I am starting a new discussion on this board about how do people password protect their usb data on usb drive.

As far as I am concerned,I use a software that can easily password protect my folders on my machine as well as on my usb,the name of this software is Folder Lock,its an encryption software that can password protect my cds dvds and usb also.I found this software on the foloowing link,

*www.newsoftwares.net/folderlock

I would like you people to share your thoughts with me or your personal experiences of using any security software.Your contribution would be highly appreciable.

Regards,

Kenneth.


----------



## Infernal12 (Jan 6, 2009)

Folder Lock is not a very good way ( I found a bug on the very first day of using it)
I mostly dont need to password protect my files


----------



## Kenneth (Jan 6, 2009)

yea you r right my friend.I've also faced some bugs but they were the older versions,now I am using its new version and till now haven't faced and bug,and I am not talking about an individual,my topic is for every one.


----------



## sude (Jan 7, 2009)

i use mformat tool for my transcend  pendrive.
its superd. but works only with transcend tools like pendrives or mp3 players etc.

-SUDE


----------



## alok_chaudhari (Jan 7, 2009)

i was using folder lock but it corrupted my hdd partition and i had to format it at last.


----------



## Kenneth (Jan 9, 2009)

Yes you are right,Ive also faced this kind of problems but it was the older version that caused me some trouble,but now the new version is good,many of my friends are also using this program and they say that its good.


----------



## victor_rambo (Jan 9, 2009)

My pendrive has a finger-print protection and in-built password protection as well.


----------



## Krazzy Warrior (Jan 9, 2009)

victor_rambo said:


> My pendrive has a finger-print protection and in-built password protection as well.



+1


----------



## Kenneth (Jan 9, 2009)

your pen drive may protect your data but Folder Lock can protect data on usb, cd/dvd,pendrives and can also hide the data so that no one can sneak into your data.


----------



## Kenneth (Jan 12, 2009)

Folder Lock is a good security software,Follow the link if you want more info that how can you password protect your usb,

 *www.newsoftwares.net/folderlock/howto/password-protect-USB-flash-drive.html


----------



## ThinkFree (Jan 12, 2009)

^^Seems you are more interested in advertising folderlock


----------



## techking_dinesh (Jan 12, 2009)

Finerprint protection


----------



## Kenneth (Jan 13, 2009)

whats makes U think that I am advertising any thing,If I would find any thing that is good for every one and is advantageous for everyone than why shouldn't I share it with everyone.

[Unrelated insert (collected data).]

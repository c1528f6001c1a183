// Playback Supervisor: waits for the buffer to hold audio, then runs the sink
// against it until the sink ends or the session is cancelled.

use std::sync::Arc;
use std::time::Duration;

use tokio_util::sync::CancellationToken;
use tracing::{debug, error, info};

use crate::buffer::BufferStore;
use crate::config::RelayConfig;
use crate::sink::{AudioSink, SinkExit};

/// Why the playback loop of a session ended.
#[derive(Debug, Clone, Copy, PartialEq, Eq)]
pub enum PlaybackOutcome {
    /// The sink ran and finished on its own
    Finished,
    /// The sink was killed, normally by a stop request
    Killed,
    /// The sink could not be started or exited with a failure
    Failed,
    /// The buffer stayed empty for every poll; the sink was never started
    BufferNeverReady,
    /// The session was cancelled before or while the sink ran
    Cancelled,
}

pub struct PlaybackSupervisor {
    sink: Arc<dyn AudioSink>,
    buffer: BufferStore,
    poll_attempts: u32,
    poll_interval: Duration,
}

impl PlaybackSupervisor {
    pub fn new(sink: Arc<dyn AudioSink>, buffer: BufferStore, config: &RelayConfig) -> Self {
        Self {
            sink,
            buffer,
            poll_attempts: config.playback_poll_attempts,
            poll_interval: config.playback_poll_interval,
        }
    }

    pub async fn run(self, token: CancellationToken) -> PlaybackOutcome {
        for attempt in 1..=self.poll_attempts {
            if token.is_cancelled() {
                return PlaybackOutcome::Cancelled;
            }

            if self.buffer.has_data().await {
                return self.play(&token).await;
            }

            info!(attempt, max = self.poll_attempts, "Waiting for buffered audio");
            if attempt == self.poll_attempts {
                break;
            }

            tokio::select! {
                _ = token.cancelled() => return PlaybackOutcome::Cancelled,
                _ = tokio::time::sleep(self.poll_interval) => {}
            }
        }

        error!(
            attempts = self.poll_attempts,
            path = %self.buffer.path().display(),
            "Buffer never received audio, giving up on playback"
        );
        PlaybackOutcome::BufferNeverReady
    }

    async fn play(&self, token: &CancellationToken) -> PlaybackOutcome {
        let path = self.buffer.path().to_path_buf();

        // Dropping the sink future on cancellation tears the run down.
        let result = tokio::select! {
            _ = token.cancelled() => return PlaybackOutcome::Cancelled,
            result = self.sink.play(&path) => result,
        };

        match result {
            Ok(SinkExit::Finished) => {
                info!("Playback finished");
                PlaybackOutcome::Finished
            }
            Ok(SinkExit::Killed) => {
                debug!("Playback stopped by kill signal");
                PlaybackOutcome::Killed
            }
            Ok(SinkExit::Failed(code)) => {
                error!(?code, "Playback process exited with failure");
                PlaybackOutcome::Failed
            }
            Err(e) => {
                error!(error = %e, "Playback failed");
                PlaybackOutcome::Failed
            }
        }
    }
}
mod common;

use std::sync::Arc;
use std::time::Duration;
use breachline::backend::ExploitBackend;
use breachline::catalog::{ServiceKey, StaticCatalogSource};
use breachline::errors::BreachlineError;
use breachline::events::ConsoleEvent;
use breachline::batch::BatchSettings;
use breachline::session::{ExploitSession, LogClass, LogEntry, LogSnapshot, SessionState};
use breachline::wizard::{ExploitWizard, WizardStep};
use common::*;
use tokio::sync::mpsc;

fn abc123_script() -> Script {
    Script {
        session_id: Some("abc123".to_string()),
        responses: vec![
            LogSnapshot::new(info_lines(1)),
            LogSnapshot::new(info_lines(2)),
        ],
        ..Default::default()
    }
}

fn session_for(backend: &Arc<ScriptedBackend>, port: u16) -> ExploitSession {
    let backend: Arc<dyn ExploitBackend> = backend.clone();
    ExploitSession::new(service("10.0.0.5", port), backend, session_settings())
}

async fn wizard_at_execute(backend: Arc<ScriptedBackend>, ports: &[u16]) -> ExploitWizard {
    let catalog: Vec<(&str, u16)> = ports.iter().map(|p| ("10.0.0.5", *p)).collect();
    let source = Arc::new(StaticCatalogSource::new(catalog_json(&catalog)));
    let mut settings = BatchSettings::default();
    settings.session = session_settings();
    let wizard = ExploitWizard::new(source, backend, settings);
    wizard.enter_review().await.unwrap();
    assert_eq!(wizard.navigate(WizardStep::Select).await, WizardStep::Select);
    wizard.select_all().await.unwrap();
    assert_eq!(wizard.navigate(WizardStep::Execute).await, WizardStep::Execute);
    wizard
}

#[tokio::test(start_paused = true)]
async fn test_second_poll_appends_only_new_entry() {
    let backend = Arc::new(ScriptedBackend::new().script(ServiceKey::new("10.0.0.5", 21), abc123_script()));
    let session = session_for(&backend, 21);

    let id = session.launch().await.unwrap();
    assert_eq!(id.as_str(), "abc123");

    settle(0).await;
    assert_eq!(buffer_texts(&session).await, vec!["L1"]);
    assert_eq!(session.cursor_position().await, 1);

    settle(1).await;
    assert_eq!(buffer_texts(&session).await, vec!["L1", "L2"]);
    assert_eq!(session.cursor_position().await, 2);

    // Identical responses afterwards change nothing
    settle(3).await;
    assert_eq!(buffer_texts(&session).await, vec!["L1", "L2"]);
    assert_eq!(session.cursor_position().await, 2);
}

#[tokio::test(start_paused = true)]
async fn test_shorter_response_never_duplicates_or_rewinds() {
    let key = ServiceKey::new("10.0.0.5", 21);
    let backend = Arc::new(ScriptedBackend::new().script(key, Script {
        responses: vec![
            LogSnapshot::new(info_lines(3)),
            LogSnapshot::new(info_lines(2)),
            LogSnapshot::new(info_lines(4)),
        ],
        ..Default::default()
    }));
    let session = session_for(&backend, 21);
    session.launch().await.unwrap();

    let mut last_cursor = 0;
    for _ in 0..4 {
        settle(1).await;
        let cursor = session.cursor_position().await;
        assert!(cursor >= last_cursor, "cursor moved backwards: {} -> {}", last_cursor, cursor);
        last_cursor = cursor;
    }
    assert_eq!(buffer_texts(&session).await, vec!["L1", "L2", "L3", "L4"]);
}

#[tokio::test(start_paused = true)]
async fn test_whoami_is_echoed_before_dispatch() {
    let backend = Arc::new(ScriptedBackend::new().script(ServiceKey::new("10.0.0.5", 21), abc123_script()));
    let session = session_for(&backend, 21);
    session.launch().await.unwrap();
    settle(0).await;

    session.send_command("whoami").await.unwrap();

    let buffer = session.log_buffer().await;
    let last = buffer.last().unwrap();
    assert_eq!(last.text, "> whoami");
    assert!(last.is_echo());
    assert_eq!(session.command_history().await, vec!["whoami".to_string()]);

    tokio::time::sleep(Duration::from_millis(10)).await;
    assert_eq!(backend.commands(), vec![("abc123".to_string(), "whoami".to_string())]);
}

#[tokio::test(start_paused = true)]
async fn test_command_rejected_unless_running() {
    let backend = Arc::new(ScriptedBackend::new());
    let session = session_for(&backend, 21);
    let err = session.send_command("id").await.unwrap_err();
    assert!(matches!(err, BreachlineError::CommandRejected(_)));
    assert!(session.log_buffer().await.is_empty());
    assert!(backend.commands().is_empty());
}

#[tokio::test(start_paused = true)]
async fn test_completion_signal_finishes_session_and_stops_polling() {
    let backend = Arc::new(ScriptedBackend::new().script(ServiceKey::new("10.0.0.5", 21), Script::completing(2)));
    let session = session_for(&backend, 21);
    session.launch().await.unwrap();

    let state = tokio::time::timeout(Duration::from_secs(10), session.wait_terminal()).await.unwrap();
    assert_eq!(state, SessionState::Completed);
    let flags = session.flags().await;
    assert!(flags.root_access);
    assert!(!flags.shell_opened);

    let polls = backend.log_calls_for("sess-21");
    settle(10).await;
    assert_eq!(backend.log_calls_for("sess-21"), polls);
    assert!(!session.is_polling().await);
}

#[tokio::test(start_paused = true)]
async fn test_no_calls_for_stopped_session() {
    let backend = Arc::new(ScriptedBackend::new().script(
        ServiceKey::new("10.0.0.5", 21),
        Script::endless(&["waiting for callback"]),
    ));
    let session = session_for(&backend, 21);
    session.launch().await.unwrap();
    settle(2).await;

    session.stop().await.unwrap();
    assert_eq!(session.state().await, SessionState::Stopped);
    let calls = backend.calls_for("sess-21");

    settle(20).await;
    assert_eq!(backend.calls_for("sess-21"), calls);
}

#[tokio::test(start_paused = true)]
async fn test_stop_during_launch_stops_orphan() {
    let backend = Arc::new(ScriptedBackend::new().script(ServiceKey::new("10.0.0.5", 21), Script {
        start_delay: Duration::from_secs(1),
        ..Script::endless(&["never shown"])
    }));
    let session = session_for(&backend, 21);

    let launching = session.clone();
    let launch = tokio::spawn(async move { launching.launch().await });
    tokio::time::sleep(Duration::from_millis(100)).await;
    assert_eq!(session.state().await, SessionState::Launching);

    session.stop().await.unwrap();
    assert_eq!(session.state().await, SessionState::Stopped);

    let result = launch.await.unwrap();
    assert!(matches!(result, Err(BreachlineError::InvalidTransition(_))));

    settle(4).await;
    assert!(backend.calls().contains(&Call::Stop(breachline::session::SessionId::new("sess-21"))));
    assert_eq!(backend.log_calls_for("sess-21"), 0);
    assert!(session.log_buffer().await.is_empty());
}

#[tokio::test(start_paused = true)]
async fn test_switching_focus_isolates_sessions() {
    let backend = Arc::new(
        ScriptedBackend::new()
            .script(ServiceKey::new("10.0.0.5", 21), Script {
                logs_delay: Duration::from_secs(1),
                ..Script::endless(&["A1"])
            })
            .script(ServiceKey::new("10.0.0.5", 22), Script::endless(&["B1"])),
    );
    let wizard = wizard_at_execute(backend.clone(), &[21, 22]).await;

    let a = wizard.focus(&ServiceKey::new("10.0.0.5", 21)).await.unwrap();
    wizard.launch().await.unwrap();
    // A's first poll is now in flight
    tokio::time::sleep(Duration::from_millis(100)).await;

    let b = wizard.focus(&ServiceKey::new("10.0.0.5", 22)).await.unwrap();
    assert_eq!(a.state().await, SessionState::Ready);
    assert!(a.session_id().await.is_none());
    let a_calls = backend.calls_for("sess-21");

    wizard.launch().await.unwrap();
    settle(6).await;

    assert_eq!(buffer_texts(&b).await, vec!["B1"]);
    assert!(a.log_buffer().await.is_empty());
    assert_eq!(backend.calls_for("sess-21"), a_calls);
    assert_eq!(wizard.focused().await.unwrap().key(), ServiceKey::new("10.0.0.5", 22));
}

#[tokio::test(start_paused = true)]
async fn test_leaving_execute_tears_down_session() {
    let backend = Arc::new(ScriptedBackend::new().script(
        ServiceKey::new("10.0.0.5", 21),
        Script::endless(&["running"]),
    ));
    let wizard = wizard_at_execute(backend.clone(), &[21]).await;
    let session = wizard.focus(&ServiceKey::new("10.0.0.5", 21)).await.unwrap();
    wizard.launch().await.unwrap();
    settle(1).await;

    assert_eq!(wizard.navigate(WizardStep::Select).await, WizardStep::Select);
    assert_eq!(session.state().await, SessionState::Ready);
    assert!(session.log_buffer().await.is_empty());
    assert!(wizard.focused().await.is_none());

    let calls = backend.calls_for("sess-21");
    settle(10).await;
    assert_eq!(backend.calls_for("sess-21"), calls);
}

#[tokio::test]
async fn test_step_gating() {
    let source = Arc::new(StaticCatalogSource::empty());
    let backend: Arc<dyn ExploitBackend> = Arc::new(ScriptedBackend::new());
    let wizard = ExploitWizard::new(source.clone(), backend, BatchSettings::default());

    let err = wizard.enter_review().await.unwrap_err();
    assert!(matches!(err, BreachlineError::CatalogUnavailable(_)));
    assert_eq!(wizard.navigate(WizardStep::Select).await, WizardStep::Review);
    assert_eq!(wizard.navigate(WizardStep::Execute).await, WizardStep::Review);

    source.replace(catalog_json(&[("10.0.0.5", 21), ("10.0.0.6", 80)])).await;
    assert_eq!(wizard.reload_catalog().await.unwrap(), 2);
    // Catalog alone is not enough for step 3
    assert_eq!(wizard.navigate(WizardStep::Execute).await, WizardStep::Review);
    assert_eq!(wizard.navigate(WizardStep::Select).await, WizardStep::Select);
    assert_eq!(wizard.navigate(WizardStep::Execute).await, WizardStep::Select);

    wizard.select(&ServiceKey::new("10.0.0.6", 80)).await.unwrap();
    assert_eq!(wizard.navigate(WizardStep::Execute).await, WizardStep::Execute);
    assert!(matches!(
        wizard.select(&ServiceKey::new("10.0.0.5", 21)).await,
        Err(BreachlineError::InvalidTransition(_))
    ));

    // Re-entering review starts over
    assert_eq!(wizard.navigate(WizardStep::Review).await, WizardStep::Review);
    assert!(wizard.selection().await.is_empty());
    assert_eq!(wizard.catalog().await.map(|c| c.len()), Some(2));
}

#[tokio::test]
async fn test_malformed_catalog_is_distinguished_from_missing() {
    let source = Arc::new(StaticCatalogSource::new(serde_json::json!("not a catalog")));
    let backend: Arc<dyn ExploitBackend> = Arc::new(ScriptedBackend::new());
    let (tx, mut rx) = mpsc::unbounded_channel();
    let wizard = ExploitWizard::new(source, backend, BatchSettings::default()).with_event_channel(tx);

    let err = wizard.enter_review().await.unwrap_err();
    assert!(matches!(err, BreachlineError::CatalogMalformed(_)));

    let mut saw_failure = false;
    while let Ok(event) = rx.try_recv() {
        if let ConsoleEvent::CatalogFailed { unavailable, .. } = event {
            assert!(!unavailable);
            saw_failure = true;
        }
    }
    assert!(saw_failure);
}

#[tokio::test(start_paused = true)]
async fn test_error_entry_fails_session() {
    let backend = Arc::new(ScriptedBackend::new().script(ServiceKey::new("10.0.0.5", 21), Script {
        responses: vec![LogSnapshot::new(vec![
            LogEntry::new(0, LogClass::Info, "Sending payload"),
            LogEntry::new(1, LogClass::Error, "[-] Exploit failed: connection reset"),
        ])],
        ..Default::default()
    }));
    let session = session_for(&backend, 21);
    session.launch().await.unwrap();
    let state = tokio::time::timeout(Duration::from_secs(5), session.wait_terminal()).await.unwrap();
    assert_eq!(state, SessionState::Failed);
    assert_eq!(session.log_buffer().await.len(), 2);
}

I don't know what makes people think like that..pretty much discouraging


----------



## Faun (Jan 13, 2009)

^^But you know it is not a freeware, and not many are working Tom, Dick and Harry here. Lots of guys here are students. So a freeware alternative is always better for them.

*Truecrypt is one such thing I like as an altenative.*
*www.truecrypt.org/


----------



## ThinkFree (Jan 13, 2009)

Kenneth said:


> *whats makes U think that I am advertising* any thing,If I would find any thing that is good for every one and is advantageous for everyone than why shouldn't I share it with everyone.
> 
> I don't know what makes people think like that..pretty much discouraging



Post number 9 and 10


----------



## Kenneth (Jan 13, 2009)

mr thinkfree now what do u like to say about that truecrypt guy,whats he doing here,i am not compelling anyone to use this software,I like one thing and discussed it,if you are not comfortable with that then I cant do any thing.


----------



## dheeraj_kumar (Jan 16, 2009)

I recommend truecrypt as well. Its free, it has plenty more features compared to folder lock, and its not advertised by spambots in forums.


----------



## Kenneth (Jan 16, 2009)

I have used Truecrypt and it has many bugs thats why its free, and I am not spamming any thing, If I like something then I'll share it with every one,It seems that you are trying to advertise Truecrypt on my thread.....chchchchch


----------



## Faun (Jan 16, 2009)

^^lol free doesn't mean it has many bugs.  You got it all wrong. Read the manual first.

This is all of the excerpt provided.